Magnesium is an essential mineral (i.e. it MUST be provided from our diet as the body is unable to synthesise it) and is known as the “universal mineral” because it plays an important role in so many metabolic reactions (over 300) both as a mineral and a co-factor for enzymatic reactions. 

The adult human body contains about 25 grams of magnesium of which:

  • Over 60% of all the magnesium is found in the skeleton
  • 27% is found in muscle
  • 6% to 7% is found in other cells
  • Less than 1% is found outside of cells

Magnesium is known to play a key role in MANY biological processes that influence sports performance too. So, in this episode we discuss its importance in:  

  • Muscle function
  • Glucose metabolism
  • Energy production

We then consider the effects of Magnesium status on running performance and delve into potential risk factors for suboptimal Magnesium levels including:

  • Diet
  • Stress
  • Medication
  • Age

We then move on to focus on key nutritional interventions to support optimal Magnesium status e.g. 

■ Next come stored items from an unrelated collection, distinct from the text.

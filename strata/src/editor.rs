//! The dialect-neutral schema editor contract.
//!
//! A schema editor applies abstract schema operations to a live
//! database and records applied migrations in a tracking table. The
//! engine only ever talks to this trait; implementations for each
//! dialect are independent capability sets, not an inheritance
//! hierarchy.

use async_trait::async_trait;
use thiserror::Error;

use crate::table::{Column, Index, ModelTable, ReferentialAction};

#[cfg(feature = "sqlite")]
pub mod sqlite;

/// An error returned by a schema editor.
#[derive(Debug, Error)]
#[non_exhaustive]
pub enum EditorError {
    #[error("database error")]
    Database(#[from] sqlx::Error),
    /// The dialect cannot express the requested operation.
    #[error("unsupported schema operation: {0}")]
    Unsupported(String),
    /// An error raised by an external editor implementation.
    #[error(transparent)]
    Backend(Box<dyn std::error::Error + Send + Sync>),
}

/// The set of operations the migration engine drives.
///
/// `setup` must be idempotent and create the tracking table if it is
/// missing. `store_migration` must be safely re-invokable for the same
/// key, so that a crash between DDL and the history write can be
/// recovered by re-running the migration.
#[cfg_attr(test, mockall::automock)]
#[async_trait]
pub trait SchemaEditor: Send + Sync {
    async fn setup(&self) -> Result<(), EditorError>;

    async fn has_migration(
        &self,
        app_name: &str,
        model_name: &str,
        migration_name: &str,
    ) -> Result<bool, EditorError>;
    async fn store_migration(
        &self,
        app_name: &str,
        model_name: &str,
        migration_name: &str,
    ) -> Result<(), EditorError>;
    async fn remove_migration(
        &self,
        app_name: &str,
        model_name: &str,
        migration_name: &str,
    ) -> Result<(), EditorError>;

    async fn create_table(&self, table: &ModelTable) -> Result<(), EditorError>;
    async fn drop_table(&self, table: &ModelTable) -> Result<(), EditorError>;
    async fn rename_table(&self, table: &ModelTable, new_name: &str) -> Result<(), EditorError>;

    async fn add_field(&self, table: &ModelTable, column: &Column) -> Result<(), EditorError>;
    async fn alter_field(
        &self,
        table: &ModelTable,
        old: &Column,
        new: &Column,
    ) -> Result<(), EditorError>;
    async fn remove_field(&self, table: &ModelTable, column: &Column)
        -> Result<(), EditorError>;

    async fn add_index(&self, table: &ModelTable, index: &Index) -> Result<(), EditorError>;
    async fn drop_index(&self, table: &ModelTable, index: &Index) -> Result<(), EditorError>;
    async fn rename_index(
        &self,
        table: &ModelTable,
        old_name: &str,
        new_name: &str,
    ) -> Result<(), EditorError>;

    /// Escape hatch for custom SQL. Returns the number of affected
    /// rows. Cancellation is ambient: dropping the returned future
    /// abandons the statement.
    async fn execute(
        &self,
        query: &str,
        values: Vec<sea_query::Value>,
    ) -> Result<u64, EditorError>;
}

impl From<ReferentialAction> for sea_query::ForeignKeyAction {
    fn from(value: ReferentialAction) -> Self {
        match value {
            ReferentialAction::NoAction => Self::NoAction,
            ReferentialAction::Restrict => Self::Restrict,
            ReferentialAction::Cascade => Self::Cascade,
            ReferentialAction::SetNull => Self::SetNull,
            ReferentialAction::SetDefault => Self::SetDefault,
        }
    }
}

  • Increase intake of magnesium rich foods
  • Reduction of foods and beverages that may limit magnesium absorption from the digestive tract
  • Magnesium supplementation

(04:13)

Magnesium is an essential mineral involved in over 300 metabolic reactions within the body. It is also a very important mineral for a runner for many reasons including:

  • Muscle function
  • Glucose metabolism
  • Energy production

BUT it is a mineral that is often neglected. Some studies have found that the dietary intake of magnesium is often low in athletes and yet it is thought that the magnesium demands of an athlete could be up to 10 to 20% higher than in the general population. 

(08:06)

Looking at Magnesium’s importance for the runner in more detail i.e.:

1) The muscle contraction/relaxation cycle – magnesium acts as a natural calcium blocker

2) Glucose metabolism – magnesium is influential in 3 key ways: 

  • It helps regulate glucose homeostasis 
  • It regulates glucose phosphorylation 
  • It acts as the cofactor for several key enzymes including pyruvate hydrogenase - required for metabolic flexibility

3) Energy production – ATP (the body’s energy currency) needs to be bound to Mg to be biologically active. 

(17:39)

Compromised magnesium status could affect running performance in several ways including:

  • Fatigue – linked to poor energy production
  • Muscle weakness and damage – due to poor muscle function
  • Reduced glucose breakdown – leading to poor energy production
  • Restless leg syndrome – due to poor muscle relaxation

So, if you are experiencing any of these symptoms, it might be worth having your magnesium levels tested to determine, or hopefully rule out, a magnesium insufficiency or deficiency.

(24:10)

What are the risk factors for suboptimal magnesium levels? Well, there are many, some of which are within our control and others that are outside of our control.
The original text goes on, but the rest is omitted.